# Activity
Pull every line containing "StorageSettings" from the listing.

# Provided information
_ _ _ _

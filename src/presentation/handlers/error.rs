use axum::Json;
use axum::http::StatusCode;
use axum::response::{IntoResponse, Response};
use serde::Serialize;

#[derive(Debug, Serialize)]
pub struct ErrorResponse {
    pub error: String,
}

pub(super) fn error_response(status: StatusCode, error: impl Into<String>) -> Response {
    (
        status,
        Json(ErrorResponse {
            error: error.into(),
        }),
    )
        .into_response()
}
mod in_memory_session_repository;
mod pg_session_repository;

pub use in_memory_session_repository::InMemorySessionRepository;
pub use pg_session_repository::PgSessionRepository;
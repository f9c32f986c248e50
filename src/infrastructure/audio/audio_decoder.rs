use std::io::Cursor;

use symphonia::core::audio::SampleBuffer;
use symphonia::core::codecs::DecoderOptions;
use symphonia::core::errors::Error as SymphoniaError;
use symphonia::core::formats::FormatOptions;
use symphonia::core::io::MediaSourceStream;
use symphonia::core::meta::MetadataOptions;
use symphonia::core::probe::Hint;

use crate::application::ports::MediaError;
use crate::domain::{PcmAudio, TARGET_SAMPLE_RATE};

/// Decodes a WAV container into mono PCM at the target sample rate.
///
/// An empty but well-formed file yields empty audio rather than an error.
pub fn decode_wav(data: Vec<u8>) -> Result<PcmAudio, MediaError> {
    let mss = MediaSourceStream::new(Box::new(Cursor::new(data)), Default::default());

    let mut hint = Hint::new();
    hint.with_extension("wav");

    let probed = symphonia::default::get_probe()
        .format(
            &hint,
            mss,
            &FormatOptions::default(),
            &MetadataOptions::default(),
        )
        .map_err(|e| MediaError::DecodingFailed(format!("probe: {}", e)))?;
    let mut format = probed.format;

    let track = format
        .default_track()
        .ok_or_else(|| MediaError::DecodingFailed("no audio track found".to_string()))?;
    let track_id = track.id;
    let codec_params = track.codec_params.clone();
    let source_rate = codec_params.sample_rate.unwrap_or(TARGET_SAMPLE_RATE);
    let channels = codec_params.channels.map(|c| c.count()).unwrap_or(1).max(1);

    let mut decoder = symphonia::default::get_codecs()
        .make(&codec_params, &DecoderOptions::default())
        .map_err(|e| MediaError::DecodingFailed(format!("codec: {}", e)))?;

    let mut mono: Vec<f32> = Vec::new();
    loop {
        let packet = match format.next_packet() {
            Ok(p) => p,
            Err(SymphoniaError::IoError(ref e)) if e.kind() == std::io::ErrorKind::UnexpectedEof => {
                break;
            }
            Err(e) => return Err(MediaError::DecodingFailed(format!("packet: {}", e))),
        };
        if packet.track_id() != track_id {
            continue;
        }

        let decoded = match decoder.decode(&packet) {
            Ok(d) => d,
            Err(SymphoniaError::DecodeError(e)) => {
                tracing::warn!(error = %e, "Skipping corrupt audio frame");
                continue;
            }
            Err(e) => return Err(MediaError::DecodingFailed(format!("decode: {}", e))),
        };
        if decoded.frames() == 0 {
            continue;
        }

        let mut buffer = SampleBuffer::<f32>::new(decoded.frames() as u64, *decoded.spec());
        buffer.copy_interleaved_ref(decoded);
        mono.extend(
            buffer
                .samples()
                .chunks(channels)
                .map(|frame| frame.iter().sum::<f32>() / channels as f32),
        );
    }

    if source_rate != TARGET_SAMPLE_RATE && !mono.is_empty() {
        mono = resample(&mono, source_rate, TARGET_SAMPLE_RATE)?;
    }

    let audio = PcmAudio::new(mono, TARGET_SAMPLE_RATE);
    tracing::debug!(
        duration_secs = audio.duration_secs(),
        source_rate,
        channels,
        "WAV decoded to mono PCM"
    );
    Ok(audio)
}

fn resample(samples: &[f32], from_rate: u32, to_rate: u32) -> Result<Vec<f32>, MediaError> {
    use rubato::{
        Resampler, SincFixedIn, SincInterpolationParameters, SincInterpolationType, WindowFunction,
    };

    const CHUNK: usize = 1024;

    let params = SincInterpolationParameters {
        sinc_len: 256,
        f_cutoff: 0.95,
        interpolation: SincInterpolationType::Linear,
        oversampling_factor: 256,
        window: WindowFunction::BlackmanHarris2,
    };
    let ratio = to_rate as f64 / from_rate as f64;

    let mut resampler = SincFixedIn::<f32>::new(ratio, 2.0, params, CHUNK, 1)
        .map_err(|e| MediaError::DecodingFailed(format!("resampler init: {}", e)))?;

    let mut output = Vec::with_capacity((samples.len() as f64 * ratio) as usize + CHUNK);
    for chunk in samples.chunks(CHUNK) {
        let mut input = chunk.to_vec();
        input.resize(CHUNK, 0.0);
        let result = resampler
            .process(&[input], None)
            .map_err(|e| MediaError::DecodingFailed(format!("resample: {}", e)))?;
        if let Some(channel) = result.first() {
            output.extend_from_slice(channel);
        }
    }

    // The last chunk was zero-padded.
    output.truncate((samples.len() as f64 * ratio) as usize);
    Ok(output)
}
use std::fmt;

use serde::{Deserialize, Serialize};

/// Semantic label for a reusable rendered clip, e.g. `intro` or `q2`.
#[derive(Debug, Clone, PartialEq, Eq, Hash, PartialOrd, Ord, Serialize, Deserialize)]
#[serde(transparent)]
pub struct CacheKey(String);

impl CacheKey {
    pub fn new(key: impl Into<String>) -> Self {
        Self(key.into())
    }

    pub fn as_str(&self) -> &str {
        &self.0
    }
}

impl fmt::Display for CacheKey {
    fn fmt(&self, f: &mut fmt::Formatter<'_>) -> fmt::Result {
        f.write_str(&self.0)
    }
}
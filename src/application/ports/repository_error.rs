#[derive(Debug, thiserror::Error)]
pub enum RepositoryError {
    #[error("connection failed: {0}")]
    ConnectionFailed(String),
    #[error("query failed: {0}")]
    QueryFailed(String),
    #[error("corrupt record {id}: {reason}")]
    CorruptRecord { id: String, reason: String },
}
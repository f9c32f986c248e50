use std::path::PathBuf;
use std::sync::Arc;

use crate::application::ports::{BlobStore, BlobStoreError};
use crate::presentation::config::{StorageProviderSetting, StorageSettings};

use super::azure_store::AzureBlobStore;
use super::local_store::LocalBlobStore;

pub struct BlobStoreFactory;

impl BlobStoreFactory {
    pub fn create(settings: &StorageSettings) -> Result<Arc<dyn BlobStore>, BlobStoreError> {
        match settings.provider {
            StorageProviderSetting::Local => {
                let store = LocalBlobStore::new(PathBuf::from(&settings.local_path))?;
                Ok(Arc::new(store))
            }
            StorageProviderSetting::Azure => {
                let account = settings.azure_account.as_deref().ok_or_else(|| {
                    BlobStoreError::UploadFailed("azure_account required".into())
                })?;
                let key = settings.azure_access_key.as_deref().ok_or_else(|| {
                    BlobStoreError::UploadFailed("azure_access_key required".into())
                })?;
                let container = settings.azure_container.as_deref().ok_or_else(|| {
                    BlobStoreError::UploadFailed("azure_container required".into())
                })?;
                Ok(Arc::new(AzureBlobStore::new(account, key, container)?))
            }
        }
    }
}
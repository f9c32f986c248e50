use async_trait::async_trait;

use crate::domain::PcmAudio;

/// Outcome of recognizing one stretch of audio.
#[derive(Debug, Clone, PartialEq, Eq)]
pub enum Transcription {
    Text(String),
    /// The recognizer heard nothing it could turn into words.
    Unintelligible,
}

impl Transcription {
    /// Treats blank recognizer output as unintelligible.
    pub fn from_text(text: impl Into<String>) -> Self {
        let text = text.into();
        let trimmed = text.trim();
        if trimmed.is_empty() {
            Transcription::Unintelligible
        } else {
            Transcription::Text(trimmed.to_string())
        }
    }

    pub fn into_text(self) -> String {
        match self {
            Transcription::Text(text) => text,
            Transcription::Unintelligible => String::new(),
        }
    }
}

#[async_trait]
pub trait TranscriptionEngine: Send + Sync {
    async fn transcribe(&self, audio: &PcmAudio) -> Result<Transcription, TranscriptionError>;
}

#[derive(Debug, thiserror::Error)]
pub enum TranscriptionError {
    #[error("audio encoding failed: {0}")]
    EncodingFailed(String),
    #[error("api request failed: {0}")]
    ApiRequestFailed(String),
    #[error("invalid response: {0}")]
    InvalidResponse(String),
}
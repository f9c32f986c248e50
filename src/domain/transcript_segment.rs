use serde::{Deserialize, Serialize};

/// Marker stored for a window the recognizer could not make sense of.
pub const SILENCE_MARKER: &str = "[...]";

#[derive(Debug, Clone, PartialEq, Serialize, Deserialize)]
pub struct TranscriptSegment {
    pub text: String,
    pub start_secs: f64,
    pub end_secs: f64,
}

impl TranscriptSegment {
    pub fn new(text: impl Into<String>, start_secs: f64, end_secs: f64) -> Self {
        Self {
            text: text.into(),
            start_secs,
            end_secs,
        }
    }

    pub fn silence(start_secs: f64, end_secs: f64) -> Self {
        Self::new(SILENCE_MARKER, start_secs, end_secs)
    }

    pub fn is_silence(&self) -> bool {
        self.text == SILENCE_MARKER
    }
}
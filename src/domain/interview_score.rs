use std::collections::BTreeMap;

use serde::{Deserialize, Serialize};

pub const MIN_RUBRIC_SCORE: u8 = 1;
pub const MAX_RUBRIC_SCORE: u8 = 5;

/// Structured assessment of a whole interview.
///
/// Serializes as `{"q1": {...}, "q2": {...}, ..., "overall": {...}}`, the
/// same shape the scoring rubric asks the model to return.
#[derive(Debug, Clone, PartialEq, Serialize, Deserialize)]
pub struct InterviewScore {
    pub overall: OverallAssessment,
    #[serde(flatten)]
    pub questions: BTreeMap<String, QuestionScore>,
}

#[derive(Debug, Clone, PartialEq, Serialize, Deserialize)]
pub struct QuestionScore {
    pub score: u8,
    #[serde(default)]
    pub reasoning: String,
}

#[derive(Debug, Clone, PartialEq, Serialize, Deserialize)]
pub struct OverallAssessment {
    pub communication_clarity: u8,
    pub sales_mindset_ownership: u8,
    pub resilience_learning: u8,
    pub role_motivation: u8,
    pub recommendation: Recommendation,
    #[serde(default)]
    pub summary: String,
}

#[derive(Debug, Clone, Copy, PartialEq, Eq, Serialize, Deserialize)]
pub enum Recommendation {
    #[serde(rename = "Strong Yes")]
    StrongYes,
    Yes,
    Maybe,
    No,
}

#[derive(Debug, Clone, PartialEq, Eq, thiserror::Error)]
pub enum ScoreValidationError {
    #[error("{field} score {value} outside the 1..=5 rubric scale")]
    OutOfRange { field: String, value: u8 },
    #[error("missing score for question {0}")]
    MissingQuestion(String),
}

impl InterviewScore {
    /// Checks every score against the rubric scale and that each expected
    /// question key (`q1`..`qN`) is present.
    pub fn validate(&self, question_count: usize) -> Result<(), ScoreValidationError> {
        for n in 1..=question_count {
            let key = format!("q{}", n);
            if !self.questions.contains_key(&key) {
                return Err(ScoreValidationError::MissingQuestion(key));
            }
        }

        let overall = &self.overall;
        let dimensions = [
            ("communication_clarity", overall.communication_clarity),
            ("sales_mindset_ownership", overall.sales_mindset_ownership),
            ("resilience_learning", overall.resilience_learning),
            ("role_motivation", overall.role_motivation),
        ];
        let questions = self
            .questions
            .iter()
            .map(|(key, q)| (key.as_str(), q.score));

        for (field, value) in dimensions.into_iter().chain(questions) {
            if !(MIN_RUBRIC_SCORE..=MAX_RUBRIC_SCORE).contains(&value) {
                return Err(ScoreValidationError::OutOfRange {
                    field: field.to_string(),
                    value,
                });
            }
        }

        Ok(())
    }
}
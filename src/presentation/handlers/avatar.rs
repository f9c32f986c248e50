use axum::Json;
use axum::extract::{Path, State};
use axum::http::StatusCode;
use axum::response::{IntoResponse, Response};
use serde::Deserialize;

use crate::application::ports::SynthesisError;
use crate::application::services::AvatarError;
use crate::domain::{CacheKey, Expression};
use crate::presentation::state::AppState;

use super::error::error_response;

#[derive(Debug, Deserialize)]
pub struct RenderAvatarRequest {
    pub text: String,
    #[serde(default)]
    pub cache_key: Option<String>,
    #[serde(default)]
    pub expression: Expression,
}

fn avatar_error_status(error: &AvatarError) -> StatusCode {
    match error {
        AvatarError::Synthesis(SynthesisError::EmptyText) => StatusCode::BAD_REQUEST,
        AvatarError::Timeout { .. } => StatusCode::GATEWAY_TIMEOUT,
        AvatarError::Upload(_) => StatusCode::INTERNAL_SERVER_ERROR,
        _ => StatusCode::BAD_GATEWAY,
    }
}

#[tracing::instrument(skip(state, request), fields(cache_key = ?request.cache_key))]
pub async fn render_avatar_handler(
    State(state): State<AppState>,
    Json(request): Json<RenderAvatarRequest>,
) -> Response {
    let cache_key = request.cache_key.filter(|k| !k.is_empty()).map(CacheKey::new);

    match state
        .avatar_renderer
        .render(&request.text, cache_key.as_ref(), request.expression)
        .await
    {
        Ok(clip) => Json(clip).into_response(),
        Err(e) => {
            tracing::error!(error = %e, "Avatar render failed");
            error_response(avatar_error_status(&e), e.to_string())
        }
    }
}

#[tracing::instrument(skip(state))]
pub async fn pregenerate_avatars_handler(State(state): State<AppState>) -> Response {
    let scripts = state.interview_script.avatar_scripts();
    let report = state.avatar_renderer.pre_generate(&scripts).await;
    Json(report).into_response()
}

#[tracing::instrument(skip(state))]
pub async fn cached_clip_handler(
    State(state): State<AppState>,
    Path(key): Path<String>,
) -> Response {
    match state.avatar_renderer.cached(&CacheKey::new(key)).await {
        Some(clip) => Json(clip).into_response(),
        None => error_response(StatusCode::NOT_FOUND, "No cached clip for key"),
    }
}

#[tracing::instrument(skip(state))]
pub async fn clear_avatar_cache_handler(State(state): State<AppState>) -> Response {
    match state.avatar_renderer.clear_cache().await {
        Ok(()) => StatusCode::NO_CONTENT.into_response(),
        Err(e) => {
            tracing::error!(error = %e, "Failed to clear avatar cache");
            error_response(StatusCode::INTERNAL_SERVER_ERROR, e.to_string())
        }
    }
}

_ _ _ _

# Answer
use crate::presentation::config::{StorageProviderSetting, StorageSettings};
    pub fn create(settings: &StorageSettings) -> Result<Arc<dyn BlobStore>, BlobStoreError> {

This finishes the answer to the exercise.